[Start of section]

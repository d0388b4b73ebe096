//! Listening TLS endpoint.
//!
//! # Responsibilities
//! - Bind and listen synchronously so bind errors reach the caller directly
//! - Accept one plaintext connection per `accept` call, in call order
//! - Wrap each accepted stream in a `TlsSocket` that carries the
//!   acceptor's context for its server handshake
//!
//! # Design Decisions
//! - The handshake is not run on accept; the caller decides when
//! - `SO_REUSEADDR` is set so a restarted listener can rebind at once

use std::net::SocketAddr;

use tokio::net::{TcpListener, TcpSocket};
use tokio::runtime::Handle;

use crate::boundary::Completion;
use crate::engine::runtime::EngineShared;
use crate::engine::socket::TlsSocket;
use crate::engine::state::Operation;
use crate::engine::strand::Strand;
use crate::error::{EtlsError, EtlsResult};
use crate::net::HandleId;
use crate::observability::metrics;
use crate::tls::TlsContext;

pub(crate) struct AcceptorCore {
    listener: TcpListener,
    context: TlsContext,
    shared: EngineShared,
    accepted: u64,
}

impl AcceptorCore {
    async fn accept(&mut self) -> EtlsResult<TlsSocket> {
        let (stream, peer) = self.listener.accept().await?;
        self.accepted += 1;
        tracing::debug!(peer = %peer, accepted = self.accepted, "Connection accepted");
        Ok(TlsSocket::accepted(&self.shared, stream, self.context.clone()))
    }
}

impl Drop for AcceptorCore {
    fn drop(&mut self) {
        tracing::info!(accepted = self.accepted, "Acceptor closed");
    }
}

/// Listening socket. Clones refer to the same listener.
#[derive(Clone)]
pub struct TlsAcceptor {
    id: HandleId,
    strand: Strand<AcceptorCore>,
    local_addr: SocketAddr,
    context: TlsContext,
    runtime: Handle,
}

impl std::fmt::Debug for TlsAcceptor {
    fn fmt(&self, f: &mut std::fmt::Formatter<'_>) -> std::fmt::Result {
        f.debug_struct("TlsAcceptor")
            .field("id", &self.id)
            .field("local_addr", &self.local_addr)
            .field("closed", &self.strand.is_closed())
            .finish()
    }
}

impl TlsAcceptor {
    pub(crate) fn bind(
        shared: &EngineShared,
        addr: SocketAddr,
        context: &TlsContext,
        backlog: u32,
    ) -> EtlsResult<Self> {
        if !context.can_serve() {
            return Err(EtlsError::MissingCertificate);
        }

        // Registering the listener needs the engine's reactor.
        let _entered = shared.runtime.enter();
        let socket = if addr.is_ipv4() {
            TcpSocket::new_v4()?
        } else {
            TcpSocket::new_v6()?
        };
        socket.set_reuseaddr(true)?;
        socket.bind(addr)?;
        let listener = socket.listen(backlog)?;
        let local_addr = listener.local_addr()?;

        let id = HandleId::new();
        tracing::info!(
            acceptor_id = %id,
            address = %local_addr,
            backlog,
            verify = ?context.verify_mode(),
            "Listening"
        );
        metrics::record_operation(Operation::Listen, Ok(()));

        let core = AcceptorCore {
            listener,
            context: context.clone(),
            shared: shared.clone(),
            accepted: 0,
        };
        let span = tracing::debug_span!("acceptor", acceptor_id = %id);
        Ok(Self {
            id,
            strand: Strand::spawn(&shared.runtime, core, span),
            local_addr,
            context: context.clone(),
            runtime: shared.runtime.clone(),
        })
    }

    /// Wait for the next inbound connection. The returned socket is
    /// `Connected`; call `handshake` on it next.
    pub async fn accept(&self) -> EtlsResult<TlsSocket> {
        self.strand
            .run(Operation::Accept, |core| Box::pin(core.accept()))
            .await
    }

    pub fn accept_async(&self, completion: Completion<TlsSocket>) {
        let acceptor = self.clone();
        completion.deliver_on(&self.runtime, async move { acceptor.accept().await });
    }

    pub fn local_address(&self) -> EtlsResult<SocketAddr> {
        if self.strand.is_closed() {
            return Err(EtlsError::Closed);
        }
        Ok(self.local_addr)
    }

    pub fn context(&self) -> &TlsContext {
        &self.context
    }

    /// Stop listening. Pending accepts fail with `Closed`.
    pub fn close(&self) {
        if self.strand.close() {
            metrics::record_operation(Operation::Close, Ok(()));
        }
    }

    pub fn is_closed(&self) -> bool {
        self.strand.is_closed()
    }
}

[End of section]

#### What the exercise asks:
Say, as a bare number, how many lines of the data hold the string "accepted".

#### Answer to this problem:
7